In both Florida and Tennessee the party asserting claim preclusion has the burden of proving the elements of that legal principle. The instant case requires Agrolinz to prove that the issues embraced by Micro Flo's Tennessee arbitration action had been determined on the merits by a previous judicial disposition and/or that it had been the intention of the adverse parties to include those issues in the dismissal with prejudice articulated in the Florida consent decree.

22

Agrolinz has not carried its burden of proving either requirement necessary to support its "issue preclusion" argument. To the contrary, the evidence developed in the record weighs heavily in favor of Micro Flo.

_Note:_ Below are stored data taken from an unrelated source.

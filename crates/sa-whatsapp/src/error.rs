//! Error types for sa-whatsapp

use thiserror::Error;

/// sa-whatsapp error type
#[derive(Error, Debug)]
pub enum WhatsAppError {
    #[error("Twilio credentials not set")]
    CredentialsNotSet,

    #[error("Webhook signature verification failed")]
    SignatureVerificationFailed,

    #[error("Twilio API error: {0}")]
    Api(String),

    #[error("Media download failed with status {0}")]
    MediaDownload(u16),

    #[error("HTTP error: {0}")]
    Http(String),

    #[error("TwiML error: {0}")]
    Twiml(String),

    #[error("Configuration error: {0}")]
    Config(String),
}

impl From<reqwest::Error> for WhatsAppError {
    fn from(err: reqwest::Error) -> Self {
        WhatsAppError::Http(err.to_string())
    }
}

/// Result type alias
pub type Result<T> = std::result::Result<T, WhatsAppError>;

It is apparent that Micro Flo, from the very outset of negotiations with plaintiffs to settle the Florida Cases, intended to seek arbitration of its claims against Agrolinz for the cost of copper sulfate and other raw materials remaining in its inventories, together with the cost of its stocked Cuproxat, in addition to shipping, storage and interest costs. Agrolinz,its insurance carriers and all participating legal counsel were aware of Micro Flo's intention to pursue arbitration for the recovery of its described damages. In the context of the instant case this appellate review is in accord with the district court and finds that it did not err in concluding that Micro Flo's claims which are the subject of the Tennessee arbitration had not been adjudicated on their merits by the Florida court that journalized the consent decree, nor did the trial court err in concluding that the parties did not intend to preclude Micro Flo from pursuing its outstanding reserved claims against Agrolinz in arbitration. Accordingly, the trial court's disposition is affirmed for the reasons set forth herein.

Notes:

*

The Honorable James S. Gwin, United States District Judge for the Northern District of Ohio sitting by designation.

1

Farmers Supply, Inc. was the dealer which sold Cuproxat supplied by Micro Flo to the farmers that initiated the Florida Cases.

2

The Red Star Farms Inc., litigation, for reasons not explained in the record, was considered and resolved separate and apart from the disposition of the other Florida Cases.

3

Pursuant to Heyliger v. State Univ. & Community College Sys. of Tenn., 126 F.3d 849, 852 (6th Cir. 1997), the term "claim preclusion" will replace "res judicata" as traditionally defined under Tennessee precedent.